What is expected
An exact copy of all the data below is required.

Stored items

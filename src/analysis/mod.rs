//! Prompt analysis: style detection, concept and phrase extraction, and
//! collection-wide frequency statistics.
//!
//! Everything in this module is synchronous, performs no I/O and never fails on
//! prompt content. A missing or malformed prompt is just an empty string here.

pub mod aggregator;
pub mod concepts;
pub mod phrases;
pub mod report;
pub mod stopwords;
pub mod style;

use serde::{Deserialize, Serialize};
use std::collections::HashSet;

pub use aggregator::{AggregateState, FrequencyAggregator, FrequencyTable, LoraStats, StyleTally};
pub use concepts::{extract_concepts, ConceptExtractor};
pub use phrases::{extract_phrases, PhraseExtractor};
pub use report::{top_n, AnalysisReport, LoraEntry, RankedEntry, ReportBuilder, ReportLimits, SamplePrompt, StyleBreakdown};
pub use stopwords::{is_stop_word, StopWordFilter};
pub use style::{classify, PromptStyle, StyleClassifier};

/// Tunable heuristics. The defaults are empirically chosen, not contractual.
#[derive(Debug, Clone, Serialize, Deserialize, PartialEq)]
#[serde(default)]
pub struct AnalysisSettings {
    pub comma_density_threshold: f64,
    pub max_concept_words: usize,
    pub min_phrase_words: usize,
    pub max_phrase_words: usize,
    pub extra_stop_words: Vec<String>,
    pub extra_quality_words: Vec<String>,
}

impl Default for AnalysisSettings {
    fn default() -> Self {
        Self {
            comma_density_threshold: style::DEFAULT_COMMA_DENSITY_THRESHOLD,
            max_concept_words: concepts::DEFAULT_MAX_CONCEPT_WORDS,
            min_phrase_words: phrases::DEFAULT_MIN_PHRASE_WORDS,
            max_phrase_words: phrases::DEFAULT_MAX_PHRASE_WORDS,
            extra_stop_words: Vec::new(),
            extra_quality_words: Vec::new(),
        }
    }
}

/// Style, concepts and phrases of one prompt.
#[derive(Debug, Clone, PartialEq, Serialize)]
pub struct PromptBreakdown {
    pub style: PromptStyle,
    pub concepts: Vec<String>,
    pub phrases: Vec<String>,
}

/// Configured entry point to the per-prompt heuristics.
#[derive(Debug, Clone)]
pub struct PromptAnalyzer {
    settings: AnalysisSettings,
    classifier: StyleClassifier,
    filter: StopWordFilter,
}

impl Default for PromptAnalyzer {
    fn default() -> Self {
        Self::new(AnalysisSettings::default())
    }
}

impl PromptAnalyzer {
    pub fn new(settings: AnalysisSettings) -> Self {
        let classifier = StyleClassifier::new(settings.comma_density_threshold);
        let filter = StopWordFilter::with_extras(
            settings.extra_stop_words.as_slice(),
            settings.extra_quality_words.as_slice(),
        );
        Self {
            settings,
            classifier,
            filter,
        }
    }

    pub fn settings(&self) -> &AnalysisSettings {
        &self.settings
    }

    pub fn classify(&self, prompt: &str) -> PromptStyle {
        self.classifier.classify(prompt)
    }

    pub fn extract_concepts(&self, prompt: &str, style: PromptStyle) -> Vec<String> {
        ConceptExtractor::new(&self.filter, self.settings.max_concept_words).extract(prompt, style)
    }

    pub fn extract_phrases(&self, prompt: &str, style: PromptStyle) -> Vec<String> {
        PhraseExtractor::new(
            &self.filter,
            self.settings.min_phrase_words,
            self.settings.max_phrase_words,
        )
        .extract(prompt, style)
    }

    /// Classify once and run both extractors with that style.
    pub fn breakdown(&self, prompt: &str) -> PromptBreakdown {
        let style = self.classify(prompt);
        PromptBreakdown {
            style,
            concepts: self.extract_concepts(prompt, style),
            phrases: self.extract_phrases(prompt, style),
        }
    }
}

/// Drop repeats, keeping the first occurrence of each item.
pub(crate) fn dedup_in_order(items: Vec<String>) -> Vec<String> {
    let mut seen = HashSet::with_capacity(items.len());
    items.into_iter().filter(|item| seen.insert(item.clone())).collect()
}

Response for this exercise
filename src/analysis/mod.rs
//! Prompt analysis: style detection, concept and phrase extraction, and
//! collection-wide frequency statistics.
//!
//! Everything in this module is synchronous, performs no I/O and never fails on
//! prompt content. A missing or malformed prompt is just an empty string here.

pub mod aggregator;
pub mod concepts;
pub mod phrases;
pub mod report;
pub mod stopwords;
pub mod style;

use serde::{Deserialize, Serialize};
use std::collections::HashSet;

pub use aggregator::{AggregateState, FrequencyAggregator, FrequencyTable, LoraStats, StyleTally};
pub use concepts::{extract_concepts, ConceptExtractor};
pub use phrases::{extract_phrases, PhraseExtractor};
pub use report::{top_n, AnalysisReport, LoraEntry, RankedEntry, ReportBuilder, ReportLimits, SamplePrompt, StyleBreakdown};
pub use stopwords::{is_stop_word, StopWordFilter};
pub use style::{classify, PromptStyle, StyleClassifier};

/// Tunable heuristics. The defaults are empirically chosen, not contractual.
#[derive(Debug, Clone, Serialize, Deserialize, PartialEq)]
#[serde(default)]
pub struct AnalysisSettings {
    pub comma_density_threshold: f64,
    pub max_concept_words: usize,
    pub min_phrase_words: usize,
    pub max_phrase_words: usize,
    pub extra_stop_words: Vec<String>,
    pub extra_quality_words: Vec<String>,
}

impl Default for AnalysisSettings {
    fn default() -> Self {
        Self {
            comma_density_threshold: style::DEFAULT_COMMA_DENSITY_THRESHOLD,
            max_concept_words: concepts::DEFAULT_MAX_CONCEPT_WORDS,
            min_phrase_words: phrases::DEFAULT_MIN_PHRASE_WORDS,
            max_phrase_words: phrases::DEFAULT_MAX_PHRASE_WORDS,
            extra_stop_words: Vec::new(),
            extra_quality_words: Vec::new(),
        }
    }
}

/// Style, concepts and phrases of one prompt.
#[derive(Debug, Clone, PartialEq, Serialize)]
pub struct PromptBreakdown {
    pub style: PromptStyle,
    pub concepts: Vec<String>,
    pub phrases: Vec<String>,
}

/// Configured entry point to the per-prompt heuristics.
#[derive(Debug, Clone)]
pub struct PromptAnalyzer {
    settings: AnalysisSettings,
    classifier: StyleClassifier,
    filter: StopWordFilter,
}

impl Default for PromptAnalyzer {
    fn default() -> Self {
        Self::new(AnalysisSettings::default())
    }
}

impl PromptAnalyzer {
    pub fn new(settings: AnalysisSettings) -> Self {
        let classifier = StyleClassifier::new(settings.comma_density_threshold);
        let filter = StopWordFilter::with_extras(
            settings.extra_stop_words.as_slice(),
            settings.extra_quality_words.as_slice(),
        );
        Self {
            settings,
            classifier,
            filter,
        }
    }

    pub fn settings(&self) -> &AnalysisSettings {
        &self.settings
    }

    pub fn classify(&self, prompt: &str) -> PromptStyle {
        self.classifier.classify(prompt)
    }

    pub fn extract_concepts(&self, prompt: &str, style: PromptStyle) -> Vec<String> {
        ConceptExtractor::new(&self.filter, self.settings.max_concept_words).extract(prompt, style)
    }

    pub fn extract_phrases(&self, prompt: &str, style: PromptStyle) -> Vec<String> {
        PhraseExtractor::new(
            &self.filter,
            self.settings.min_phrase_words,
            self.settings.max_phrase_words,
        )
        .extract(prompt, style)
    }

    /// Classify once and run both extractors with that style.
    pub fn breakdown(&self, prompt: &str) -> PromptBreakdown {
        let style = self.classify(prompt);
        PromptBreakdown {
            style,
            concepts: self.extract_concepts(prompt, style),
            phrases: self.extract_phrases(prompt, style),
        }
    }
}

/// Drop repeats, keeping the first occurrence of each item.
pub(crate) fn dedup_in_order(items: Vec<String>) -> Vec<String> {
    let mut seen = HashSet::with_capacity(items.len());
    items.into_iter().filter(|item| seen.insert(item.clone())).collect()
}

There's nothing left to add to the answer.